The Director Of FDA Has Called For Investigation Of FDA’s Evaluation Of Alzheimer’s Drugs

WASHINGTON — On Friday, the acting FDA commissioner asked for an inquiry into extremely unusual connections between some of her agency’s drug reviewers and the developer of a contentious new Alzheimer’s drugs.

Dr. Janet Woodcock made the unexpected announcement on Twitter. It’s the latest repercussion of the FDA’s approval of Aduhelm, a costly and untested treatment that the agency approved despite the recommendation of its own independent experts last month.

The inspector general of the Department of Health and Human Services, which supervises the FDA and other federal health agencies, received Woodcock’s request. Medical professionals, consumer activists, and members of Congress have all called for an investigation into the approval. Two congressional committees have begun their own investigation.

On Twitter, Woodcock remarked, “We feel an independent evaluation is the best way to establish if any contacts between the manufacturer and the agency’s review personnel were inconsistent with FDA’s standards and procedures.”

Last month, the health news site Stat revealed numerous new details concerning Aduhelm manufacturer Biogen’s extremely tight engagement with the FDA’s medication review personnel. An unrecorded meeting between a top Biogen executive and the FDA’s chief reviewer for Alzheimer’s medicines was disclosed by the site in May 2019.

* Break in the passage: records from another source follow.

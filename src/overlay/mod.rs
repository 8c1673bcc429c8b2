//! Frame annotation: burns sensor read-outs into pixel data.
//!
//! [`annotate`] is a pure function over its inputs. It never touches
//! shared state, so it runs on the capture path for every frame without
//! synchronization.

mod font;

use crate::core::Frame;

/// One labelled value to burn into a frame.
#[derive(Debug, Clone, PartialEq)]
pub struct OverlayEntry {
    pub label: String,
    pub value: f32,
    /// Top-left corner of the rendered text, in pixels
    pub position: (u32, u32),
}

impl OverlayEntry {
    pub fn new(label: impl Into<String>, value: f32, position: (u32, u32)) -> Self {
        Self {
            label: label.into(),
            value,
            position,
        }
    }

    /// Text as rendered, e.g. `Attention: 57`.
    pub fn text(&self) -> String {
        format!("{}: {}", self.label, self.value.round() as i64)
    }
}

/// Rendering style shared by all entries of a frame.
#[derive(Debug, Clone)]
pub struct OverlayStyle {
    /// Text color, RGB
    pub color: [u8; 3],
    /// Integer glyph scale; 3 renders roughly 21px tall text
    pub scale: u32,
}

impl Default for OverlayStyle {
    fn default() -> Self {
        Self {
            color: [0, 0, 255],
            scale: 3,
        }
    }
}

/// Return a copy of `frame` with every entry's text burned in.
///
/// The input frame is untouched. Only pixels under the rendered text
/// change in the copy; sequence, timestamp and format carry over.
pub fn annotate(frame: &Frame, entries: &[OverlayEntry], style: &OverlayStyle) -> Frame {
    if entries.is_empty() {
        return frame.clone();
    }
    let mut pixels = frame.pixels.to_vec();
    let bpp = frame.format.bytes_per_pixel();
    for entry in entries {
        let (x, y) = entry.position;
        font::draw_text_line(
            &mut pixels,
            frame.width as usize,
            frame.height as usize,
            bpp,
            x as usize,
            y as usize,
            &entry.text(),
            style.color,
            style.scale,
        );
    }
    Frame {
        pixels: pixels.into(),
        ..frame.clone()
    }
}

#[cfg(test)]
mod tests {
    use super::*;
    use crate::core::PixelFormat;

    fn gray_frame(width: u32, height: u32) -> Frame {
        let pixels = vec![128u8; (width * height * 3) as usize];
        Frame::new(width, height, PixelFormat::Rgb24, pixels.into())
            .with_sequence(3)
            .with_timestamp(40_000)
    }

    fn white_style() -> OverlayStyle {
        OverlayStyle {
            color: [255, 255, 255],
            scale: 1,
        }
    }

    #[test]
    fn no_entries_returns_the_same_buffer() {
        let frame = gray_frame(32, 32);
        let out = annotate(&frame, &[], &OverlayStyle::default());
        assert_eq!(out.pixels.as_ptr(), frame.pixels.as_ptr());
    }

    #[test]
    fn annotation_changes_only_the_labelled_region() {
        let frame = gray_frame(128, 64);
        let entry = OverlayEntry::new("A", 5.0, (10, 10));
        let out = annotate(&frame, &[entry.clone()], &white_style());

        // "A: 5" at scale 1 fits inside a 30x8 box anchored at (10, 10).
        let in_box = |x: u32, y: u32| (10..40).contains(&x) && (10..18).contains(&y);
        let mut changed = 0usize;
        for y in 0..64u32 {
            for x in 0..128u32 {
                let idx = ((y * 128 + x) * 3) as usize;
                let same = out.pixels[idx..idx + 3] == frame.pixels[idx..idx + 3];
                if !same {
                    assert!(in_box(x, y), "pixel ({x},{y}) changed outside the text box");
                    changed += 1;
                }
            }
        }
        assert!(changed > 0, "no pixels were drawn");
    }

    #[test]
    fn annotation_is_deterministic() {
        let frame = gray_frame(64, 48);
        let entries = [
            OverlayEntry::new("Attention", 57.0, (10, 2)),
            OverlayEntry::new("Meditation", 43.0, (10, 20)),
        ];
        let style = OverlayStyle::default();
        let a = annotate(&frame, &entries, &style);
        let b = annotate(&frame, &entries, &style);
        assert_eq!(a.pixels, b.pixels);
    }

    #[test]
    fn re_annotation_is_idempotent() {
        let frame = gray_frame(64, 48);
        let entries = [OverlayEntry::new("Attention", 57.0, (10, 2))];
        let style = OverlayStyle::default();
        let once = annotate(&frame, &entries, &style);
        let twice = annotate(&once, &entries, &style);
        assert_eq!(once.pixels, twice.pixels);
    }

    #[test]
    fn metadata_carries_over() {
        let frame = gray_frame(32, 32);
        let out = annotate(&frame, &[OverlayEntry::new("x", 1.0, (0, 0))], &white_style());
        assert_eq!(out.width, 32);
        assert_eq!(out.height, 32);
        assert_eq!(out.format, PixelFormat::Rgb24);
        assert_eq!(out.sequence, 3);
        assert_eq!(out.timestamp_us, 40_000);
        assert!(out.is_valid());
    }

    #[test]
    fn entries_near_the_edge_are_clipped() {
        let frame = gray_frame(24, 16);
        let entry = OverlayEntry::new("Meditation", 100.0, (20, 12));
        let out = annotate(&frame, &[entry], &OverlayStyle::default());
        assert!(out.is_valid());
    }

    #[test]
    fn rgba_pixels_under_text_become_opaque() {
        let pixels = vec![0u8; 64 * 16 * 4];
        let frame = Frame::new(64, 16, PixelFormat::Rgba32, pixels.into());
        let out = annotate(&frame, &[OverlayEntry::new("i", 8.0, (1, 1))], &white_style());

        let mut opaque = 0usize;
        for px in out.pixels.chunks(4) {
            if px[3] == 0xFF {
                assert_eq!(&px[..3], &[255, 255, 255]);
                opaque += 1;
            }
        }
        assert!(opaque > 0, "no opaque text pixels found");
    }

    #[test]
    fn entry_text_rounds_values() {
        assert_eq!(OverlayEntry::new("Attention", 56.6, (0, 0)).text(), "Attention: 57");
        assert_eq!(OverlayEntry::new("Signal", 0.0, (0, 0)).text(), "Signal: 0");
    }
}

The conference came after Biogen halted two trials because the medication didn’t appear to reduce disease progression as expected. Biogen and the FDA collaborated on reanalyzing the data and came to the conclusion that the medication could actually function. The medication was conditionally approved two years later, based on the fact that it decreased the formation of sticky plaque in the brain, which is considered to have a role in Alzheimer’s disease.

Interactions between FDA officials and representatives from the pharmaceutical sector are tightly regulated and nearly always meticulously documented. It’s unclear whether the meeting in May 2019 broke any agency regulations.

Since authorizing the medication, which costs $56,000 a year and needs monthly IVs, the FDA has faced a barrage of criticism. The government took the rare step of drastically reducing prescription instructions on the medication on Thursday. The FDA and Biogen stated that the revised label will only suggest it for individuals with moderate or early-stage Alzheimer’s disease. Many physicians had questioned the initial label, which said merely that medication may be used in anybody with Alzheimer’s disease.

Aduhelm hasn’t been demonstrated to be effective in reversing or slowing the progression of the illness. However, the FDA believes that its capacity to decrease plaque clumps in the brain will likely slow dementia. Biogen is obliged to undertake follow-up research to determine if the treatment is effective. Other Alzheimer’s medicines only help with symptoms for a short time.

Since January, Woodcock has been acting as the agency’s commissioner. She previously served as the director of the agency’s narcotics center for more than 25 years. While she is well-liked in government and the pharmaceutical sector, she has been chastised for rushing to approve new medicines even when their advantages are uncertain.